_Work order_
Begin at the top of the records and copy each line exactly. The line containing "and table-of-contents labels." is the last one to include.

· · ·

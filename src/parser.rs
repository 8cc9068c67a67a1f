//! Defines the [`Parser`] and [`Error`] types: reading posts and pages from
//! the file system, rendering their bodies with the
//! [`Processor`](crate::processor::Processor) and collecting them into
//! [`Document`]s.

use std::{
    fmt,
    fs::{read_dir, File},
    io::Read,
    path::{Path, PathBuf},
};

use crate::{
    i18n::StringTable,
    post::{reading_time, Document, Kind, PostDate, Source, SourceError},
    processor::Processor,
    tag::Tag,
    toc::toc_html,
};

const MARKDOWN_EXTENSION: &str = "md";

/// Parses [`Document`] objects from source files.
pub struct Parser<'a> {
    processor: Processor,

    /// Localizes the reading-time and table-of-contents labels.
    strings: &'a StringTable,

    /// The language of documents whose front matter doesn't set `lang`.
    default_language: &'a str,

    /// The URL prefix for document and tag URLs, without a trailing slash.
    base_path: &'a str,
}

impl<'a> Parser<'a> {
    /// Constructs a new parser. See fields on [`Parser`] for argument
    /// descriptions.
    pub fn new(strings: &'a StringTable, default_language: &'a str, base_path: &'a str) -> Parser<'a> {
        Parser {
            processor: Processor::default(),
            strings,
            default_language,
            base_path,
        }
    }

    /// Parses the document at `path`, annotating any error with the path.
    /// Returns `None` for drafts.
    pub fn parse_document(&self, kind: Kind, path: &Path) -> Result<Option<Document>> {
        match self._parse_document(kind, path) {
            Ok(d) => Ok(d),
            Err(e) => Err(Error::Annotated(
                format!("parsing `{}`", path.display()),
                Box::new(e),
            )),
        }
    }

    fn _parse_document(&self, kind: Kind, path: &Path) -> Result<Option<Document>> {
        let mut contents = String::new();
        File::open(path)?.read_to_string(&mut contents)?;
        let slug = path
            .file_stem()
            .and_then(|stem| stem.to_str())
            .ok_or_else(|| Error::InvalidFileName(path.to_owned()))?
            .to_owned();
        self.parse_str(kind, &slug, &contents)
    }

    /// Parses and renders one document from its source text.
    pub fn parse_str(&self, kind: Kind, slug: &str, input: &str) -> Result<Option<Document>> {
        let Source { frontmatter, body } = Source::parse(input)?;
        if kind == Kind::Post && frontmatter.draft {
            tracing::debug!(slug, "skipping draft");
            return Ok(None);
        }

        let date = match kind {
            Kind::Page => None,
            Kind::Post => match frontmatter.date_text() {
                None => Some(PostDate::epoch()),
                Some(text) => Some(PostDate::parse(&text).ok_or(Error::InvalidDate(text))?),
            },
        };
        let tags = match kind {
            Kind::Page => Vec::new(),
            Kind::Post => frontmatter
                .tag_names()
                .iter()
                .map(|name| Tag::new(name, self.base_path))
                .collect(),
        };
        let lang = frontmatter
            .lang
            .clone()
            .unwrap_or_else(|| self.default_language.to_owned());

        let rendered = self.processor.render(body);
        let minutes = reading_time(body);
        Ok(Some(Document {
            kind,
            slug: slug.to_owned(),
            title: frontmatter.title.clone().unwrap_or_else(|| slug.to_owned()),
            date,
            tags,
            description: frontmatter.description.clone().unwrap_or_default(),
            cover: frontmatter.cover.clone().unwrap_or_default(),
            body: body.to_owned(),
            html: rendered.html,
            toc_html: toc_html(&rendered.toc, self.strings.get(&lang, "toc")),
            toc: rendered.toc,
            reading_time: minutes,
            reading_time_text: format!("{} {}", minutes, self.strings.get(&lang, "readingTime")),
            url: kind.url(self.base_path, slug),
            lang,
        }))
    }

    /// Parses every `.md` file in `source_directory`, in file-name order. A
    /// document that fails to parse is logged and skipped; failing to read
    /// the directory itself is an error. A missing directory yields no
    /// documents.
    pub fn parse_directory(&self, kind: Kind, source_directory: &Path) -> Result<Vec<Document>> {
        if !source_directory.exists() {
            tracing::debug!(dir = %source_directory.display(), "no such directory");
            return Ok(Vec::new());
        }

        let mut paths: Vec<PathBuf> = Vec::new();
        for result in read_dir(source_directory).map_err(|err| Error::ReadDirectory {
            path: source_directory.to_owned(),
            err,
        })? {
            let entry = result?;
            let path = entry.path();
            if entry.file_type()?.is_file()
                && path.extension().map_or(false, |ext| ext == MARKDOWN_EXTENSION)
            {
                paths.push(path);
            }
        }
        paths.sort();

        let mut documents = Vec::with_capacity(paths.len());
        for path in paths {
            match self.parse_document(kind, &path) {
                Ok(Some(document)) => documents.push(document),
                Ok(None) => {}
                Err(e) => tracing::warn!("skipping document: {}", e),
            }
        }
        Ok(documents)
    }

    /// Parses the posts in `source_directory` and sorts them by date, most
    /// recent first. Posts with the same date keep their file-name order.
    pub fn parse_posts(&self, source_directory: &Path) -> Result<Vec<Document>> {
        let mut posts = self.parse_directory(Kind::Post, source_directory)?;
        posts.sort_by(|a, b| b.date.cmp(&a.date));
        Ok(posts)
    }

    /// Parses the custom pages in `source_directory`, in file-name order.
    pub fn parse_pages(&self, source_directory: &Path) -> Result<Vec<Document>> {
        self.parse_directory(Kind::Page, source_directory)
    }
}

/// Represents the result of a [`Document`]-parse operation.
pub type Result<T> = std::result::Result<T, Error>;

/// Represents an error parsing a [`Document`] object.
#[derive(Debug)]
pub enum Error {
    /// Returned when the front matter can't be split off or deserialized.
    Source(SourceError),

    /// Returned when a post's `date` isn't in a recognized format.
    InvalidDate(String),

    /// Returned when a source file name isn't valid UTF-8.
    InvalidFileName(PathBuf),

    /// Returned when a content directory exists but can't be listed.
    ReadDirectory { path: PathBuf, err: std::io::Error },

    /// Returned for other I/O errors.
    Io(std::io::Error),

    /// An error with an annotation.
    Annotated(String, Box<Error>),
}

impl fmt::Display for Error {
    /// Displays an [`Error`] as human-readable text.
    fn fmt(&self, f: &mut fmt::Formatter) -> fmt::Result {
        match self {
            Error::Source(err) => err.fmt(f),
            Error::InvalidDate(date) => write!(f, "invalid date: `{}`", date),
            Error::InvalidFileName(path) => write!(f, "invalid file name: {:?}", path),
            Error::ReadDirectory { path, err } => {
                write!(f, "Reading directory '{}': {}", path.display(), err)
            }
            Error::Io(err) => err.fmt(f),
            Error::Annotated(annotation, err) => {
                write!(f, "{}: {}", &annotation, err)
            }
        }
    }
}

impl std::error::Error for Error {
    /// Implements the [`std::error::Error`] trait for [`Error`].
    fn source(&self) -> Option<&(dyn std::error::Error + 'static)> {
        match self {
            Error::Source(err) => Some(err),
            Error::InvalidDate(_) => None,
            Error::InvalidFileName(_) => None,
            Error::ReadDirectory { path: _, err } => Some(err),
            Error::Io(err) => Some(err),
            Error::Annotated(_, err) => Some(err),
        }
    }
}

impl From<SourceError> for Error {
    fn from(err: SourceError) -> Error {
        Error::Source(err)
    }
}

impl From<std::io::Error> for Error {
    /// Converts a [`std::io::Error`] into an [`Error`]. It allows us to
    /// use the `?` operator for fallible I/O functions.
    fn from(err: std::io::Error) -> Error {
        Error::Io(err)
    }
}

#[cfg(test)]
mod test {
    use super::*;
    use pretty_assertions::assert_eq;
    use std::collections::HashMap;
    use std::fs;

    fn strings() -> StringTable {
        let mut en = HashMap::new();
        en.insert("readingTime".to_owned(), "min read".to_owned());
        en.insert("toc".to_owned(), "Contents".to_owned());
        let mut languages = HashMap::new();
        languages.insert("en".to_owned(), en);
        StringTable::new(languages)
    }

    #[test]
    fn test_parse_str() -> Result<()> {
        let strings = strings();
        let parser = Parser::new(&strings, "en", "/blog");
        let input = "---\ntitle: Hello\ndate: 2024-05-05\ntags: [Rust, Web Dev]\n---\n## One\n\n## Two\n";
        let post = parser.parse_str(Kind::Post, "hello", input)?.unwrap();
        assert_eq!(post.title, "Hello");
        assert_eq!(post.date_string(), "2024-05-05");
        assert_eq!(post.url, "/blog/posts/hello.html");
        assert_eq!(post.lang, "en");
        assert_eq!(post.tags[1].url, "/blog/tags.html#web-dev");
        assert_eq!(post.toc.len(), 2);
        assert!(post.toc_html.contains("<summary>Contents</summary>"));
        assert_eq!(post.reading_time_text, "1 min read");
        Ok(())
    }

    #[test]
    fn test_defaults_and_drafts() -> Result<()> {
        let strings = strings();
        let parser = Parser::new(&strings, "zh-CN", "");
        let post = parser.parse_str(Kind::Post, "untitled", "body only")?.unwrap();
        assert_eq!(post.title, "untitled");
        assert_eq!(post.date_string(), "1970-01-01");
        assert_eq!(post.lang, "zh-CN");
        assert_eq!(post.reading_time_text, "1 readingTime");
        assert_eq!(post.toc_html, "");

        let draft = parser.parse_str(Kind::Post, "wip", "---\ndraft: true\n---\n")?;
        assert!(draft.is_none());

        let page = parser.parse_str(Kind::Page, "about", "---\ndate: 2020-01-01\ntags: [x]\n---\n")?.unwrap();
        assert_eq!(page.date, None);
        assert!(page.tags.is_empty());
        assert_eq!(page.url, "/about.html");
        Ok(())
    }

    #[test]
    fn test_invalid_date() {
        let strings = strings();
        let parser = Parser::new(&strings, "en", "");
        match parser.parse_str(Kind::Post, "x", "---\ndate: someday\n---\n") {
            Err(Error::InvalidDate(date)) => assert_eq!(date, "someday"),
            other => panic!("unexpected result: {:?}", other),
        }
    }

    #[test]
    fn test_parse_posts_skips_bad_documents() -> Result<()> {
        let dir = tempfile::tempdir()?;
        fs::write(dir.path().join("b.md"), "---\ntitle: B\ndate: 2023-01-01\n---\nb")?;
        fs::write(dir.path().join("a.md"), "---\ntitle: A\ndate: 2023-01-01\n---\na")?;
        fs::write(dir.path().join("c.md"), "---\ntitle: C\ndate: 2024-01-01\n---\nc")?;
        fs::write(dir.path().join("broken.md"), "---\ntitle: [unclosed\n---\n")?;
        fs::write(dir.path().join("notes.txt"), "ignored")?;

        let strings = strings();
        let parser = Parser::new(&strings, "en", "");
        let posts = parser.parse_posts(dir.path())?;
        let titles: Vec<&str> = posts.iter().map(|p| p.title.as_str()).collect();
        assert_eq!(titles, vec!["C", "A", "B"]);
        Ok(())
    }

    #[test]
    fn test_missing_directory_is_empty() -> Result<()> {
        let strings = strings();
        let parser = Parser::new(&strings, "en", "");
        let pages = parser.parse_pages(Path::new("/definitely/not/here"))?;
        assert!(pages.is_empty());
        Ok(())
    }
}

· · ·

_Response to this exercise_
filename src/parser.rs
repository 8cc9068c67a67a1f
//! Defines the [`Parser`] and [`Error`] types: reading posts and pages from
//! the file system, rendering their bodies with the
//! [`Processor`](crate::processor::Processor) and collecting them into
//! [`Document`]s.

use std::{
    fmt,
    fs::{read_dir, File},
    io::Read,
    path::{Path, PathBuf},
};

use crate::{
    i18n::StringTable,
    post::{reading_time, Document, Kind, PostDate, Source, SourceError},
    processor::Processor,
    tag::Tag,
    toc::toc_html,
};

const MARKDOWN_EXTENSION: &str = "md";

/// Parses [`Document`] objects from source files.
pub struct Parser<'a> {
    processor: Processor,

    /// Localizes the reading-time and table-of-contents labels.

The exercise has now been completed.